On Tue, 2022-12-13 at 16:34 -0800, Andrii Nakryiko wrote:
> On Fri, Dec 9, 2022 at 5:58 AM Eduard Zingerman <eddyz87@xxxxxxxxx> wrote:
> >
> > This patch-set consists of a series of bug fixes for register ID
> > tracking in verifier.c:states_equal()/regsafe() functions:
> > - for registers of type PTR_TO_MAP_{KEY,VALUE}, PTR_TO_PACKET[_META]
> > the regsafe() should call check_ids() even if registers are
> > byte-to-byte equal;
> > - states_equal() must maintain idmap that covers all function frames
> > in the state because functions like mark_ptr_or_null_regs() operate
> > on all registers in the state;
> > - regsafe() must compare spin lock ids for PTR_TO_MAP_VALUE registers.
> >
> > The last point covers issue reported by Kumar Kartikeya Dwivedi in [1],
> > I borrowed the test commit from there.

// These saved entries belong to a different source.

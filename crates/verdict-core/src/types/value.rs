//! Runtime value types for decision inputs and outputs
//!
//! The `Value` enum represents every value that crosses the engine boundary,
//! similar to JSON values but with a single numeric representation.

use crate::error::CoreError;
use serde::{Deserialize, Serialize};
use std::collections::HashMap;
use std::fmt;

/// Runtime value type
#[derive(Debug, Clone, PartialEq, Serialize, Deserialize)]
#[serde(untagged)]
pub enum Value {
    /// Null value
    Null,
    /// Boolean value
    Bool(bool),
    /// Number value (f64 for simplicity, handles both int and float)
    Number(f64),
    /// String value
    String(String),
    /// Array of values
    Array(Vec<Value>),
    /// Object (key-value map)
    Object(HashMap<String, Value>),
}

impl Value {
    /// Returns true for `Value::Null`
    pub fn is_null(&self) -> bool {
        matches!(self, Value::Null)
    }

    /// Numeric view of the value, if it is a number
    pub fn as_f64(&self) -> Option<f64> {
        match self {
            Value::Number(n) => Some(*n),
            _ => None,
        }
    }

    /// String view of the value, if it is a string
    pub fn as_str(&self) -> Option<&str> {
        match self {
            Value::String(s) => Some(s),
            _ => None,
        }
    }

    /// Name of the variant, used in diagnostics
    pub fn type_name(&self) -> &'static str {
        match self {
            Value::Null => "null",
            Value::Bool(_) => "boolean",
            Value::Number(_) => "number",
            Value::String(_) => "string",
            Value::Array(_) => "array",
            Value::Object(_) => "object",
        }
    }

    fn fmt_nested(&self, f: &mut fmt::Formatter<'_>) -> fmt::Result {
        match self {
            Value::String(s) => write!(f, "{:?}", s),
            other => fmt::Display::fmt(other, f),
        }
    }
}

/// Natural textual representation.
///
/// Strings render verbatim at the top level and quoted inside containers.
/// Integral numbers render without a fractional part. Object keys are
/// sorted so the rendering is stable across runs.
impl fmt::Display for Value {
    fn fmt(&self, f: &mut fmt::Formatter<'_>) -> fmt::Result {
        match self {
            Value::Null => write!(f, "null"),
            Value::Bool(b) => write!(f, "{}", b),
            Value::Number(n) => write!(f, "{}", n),
            Value::String(s) => write!(f, "{}", s),
            Value::Array(items) => {
                write!(f, "[")?;
                for (i, item) in items.iter().enumerate() {
                    if i > 0 {
                        write!(f, ",")?;
                    }
                    item.fmt_nested(f)?;
                }
                write!(f, "]")
            }
            Value::Object(map) => {
                let mut keys: Vec<&String> = map.keys().collect();
                keys.sort();
                write!(f, "{{")?;
                for (i, key) in keys.into_iter().enumerate() {
                    if i > 0 {
                        write!(f, ",")?;
                    }
                    write!(f, "{:?}:", key)?;
                    map[key].fmt_nested(f)?;
                }
                write!(f, "}}")
            }
        }
    }
}

impl TryFrom<serde_json::Value> for Value {
    type Error = CoreError;

    fn try_from(json: serde_json::Value) -> Result<Self, Self::Error> {
        Ok(match json {
            serde_json::Value::Null => Value::Null,
            serde_json::Value::Bool(b) => Value::Bool(b),
            serde_json::Value::Number(n) => match n.as_f64() {
                Some(f) => Value::Number(f),
                None => return Err(CoreError::InvalidValue(n.to_string())),
            },
            serde_json::Value::String(s) => Value::String(s),
            serde_json::Value::Array(arr) => Value::Array(
                arr.into_iter()
                    .map(Value::try_from)
                    .collect::<Result<Vec<_>, _>>()?,
            ),
            serde_json::Value::Object(obj) => Value::Object(
                obj.into_iter()
                    .map(|(k, v)| Value::try_from(v).map(|v| (k, v)))
                    .collect::<Result<HashMap<_, _>, _>>()?,
            ),
        })
    }
}

impl From<bool> for Value {
    fn from(b: bool) -> Self {
        Value::Bool(b)
    }
}

impl From<f64> for Value {
    fn from(n: f64) -> Self {
        Value::Number(n)
    }
}

impl From<i64> for Value {
    fn from(n: i64) -> Self {
        Value::Number(n as f64)
    }
}

impl From<&str> for Value {
    fn from(s: &str) -> Self {
        Value::String(s.to_string())
    }
}

impl From<String> for Value {
    fn from(s: String) -> Self {
        Value::String(s)
    }
}

#[cfg(test)]
mod tests {
    use super::*;

    #[test]
    fn test_display_scalars() {
        assert_eq!(Value::Null.to_string(), "null");
        assert_eq!(Value::Bool(true).to_string(), "true");
        assert_eq!(Value::String("approved".to_string()).to_string(), "approved");
    }

    #[test]
    fn test_display_integral_number_has_no_fraction() {
        assert_eq!(Value::Number(50000.0).to_string(), "50000");
        assert_eq!(Value::Number(-5.0).to_string(), "-5");
    }

    #[test]
    fn test_display_fractional_number() {
        assert_eq!(Value::Number(0.0001).to_string(), "0.0001");
        assert_eq!(Value::Number(3.5).to_string(), "3.5");
    }

    #[test]
    fn test_display_array_quotes_nested_strings() {
        let val = Value::Array(vec![Value::from("x"), Value::Number(1.0), Value::Null]);
        assert_eq!(val.to_string(), r#"["x",1,null]"#);
    }

    #[test]
    fn test_display_object_sorts_keys() {
        let mut map = HashMap::new();
        map.insert("b".to_string(), Value::Bool(false));
        map.insert("a".to_string(), Value::from("low"));
        assert_eq!(Value::Object(map).to_string(), r#"{"a":"low","b":false}"#);
    }

    #[test]
    fn test_try_from_json() {
        let json = serde_json::json!({
            "age": 25,
            "income": 50000.5,
            "action": "apply",
            "flags": [true, null]
        });

        let value = Value::try_from(json).unwrap();

        if let Value::Object(map) = value {
            assert_eq!(map.get("age"), Some(&Value::Number(25.0)));
            assert_eq!(map.get("income"), Some(&Value::Number(50000.5)));
            assert_eq!(map.get("action"), Some(&Value::from("apply")));
            assert_eq!(
                map.get("flags"),
                Some(&Value::Array(vec![Value::Bool(true), Value::Null]))
            );
        } else {
            panic!("Expected Object");
        }
    }

    #[test]
    fn test_value_serde_json() {
        let val = Value::Object({
            let mut map = HashMap::new();
            map.insert("count".to_string(), Value::Number(42.0));
            map.insert("active".to_string(), Value::Bool(true));
            map
        });

        let json = serde_json::to_string(&val).unwrap();
        let deserialized: Value = serde_json::from_str(&json).unwrap();
        assert_eq!(val, deserialized);
    }

    #[test]
    fn test_type_name() {
        assert_eq!(Value::Null.type_name(), "null");
        assert_eq!(Value::Number(1.0).type_name(), "number");
        assert_eq!(Value::Array(vec![]).type_name(), "array");
    }
}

> > Note, that there is also an issue with register id tracking for
> > scalars described here [2], it would be addressed separately.
> >
>
> Awesome set of patches, thanks for working on this! I left a few
> comments and suggestions, please take a look, and if they do make
> sense, consider sending follow up patches.
>
> Let's really try to use asm() next time for selftests, though.
>
> It would be awesome to somehow automatically move test_verifier's
> tests to this test_progs-based embedded assembly way, but that
> probably takes some Python hackery (awesome project for some curious
> soul, for sure).
>
> Anyways, back to the point I wanted to make. Given you've clearly
> thought about all the ID checks a lot, consider checking refsafe()
> (not regsafe()!) as well. I think we should do check_ids() there as
> well. And you did all the preliminary work with making idmap
> persistent across all frames. Just something to improve (and looks
> straightforward, unlike many other things you've dealt with recently
> ;).
Makes sense, I'll work on it.
>
> Anyways, great work, thanks!
Thank you.
>
> > [1] https://lore.kernel.org/bpf/20221111202719.982118-1-memxor@xxxxxxxxx/
> > [2] https://lore.kernel.org/bpf/20221128163442.280187-2-eddyz87@xxxxxxxxx/
> >
> > Eduard Zingerman (6):
> > bpf: regsafe() must not skip check_ids()
> > selftests/bpf: test cases for regsafe() bug skipping check_id()
> > bpf: states_equal() must build idmap for all function frames
> > selftests/bpf: verify states_equal() maintains idmap across all frames
> > bpf: use check_ids() for active_lock comparison
> > selftests/bpf: test case for relaxed prunning of active_lock.id
> >
> > Kumar Kartikeya Dwivedi (1):
> > selftests/bpf: Add pruning test case for bpf_spin_lock
> >
> > include/linux/bpf_verifier.h | 4 +-
> > kernel/bpf/verifier.c | 48 ++++----
> > tools/testing/selftests/bpf/verifier/calls.c | 82 +++++++++++++
> > .../bpf/verifier/direct_packet_access.c | 54 +++++++++
> > .../selftests/bpf/verifier/spin_lock.c | 114 ++++++++++++++++++
> > .../selftests/bpf/verifier/value_or_null.c | 49 ++++++++
> > 6 files changed, 324 insertions(+), 27 deletions(-)
> >
> > --
> > 2.34.1
> >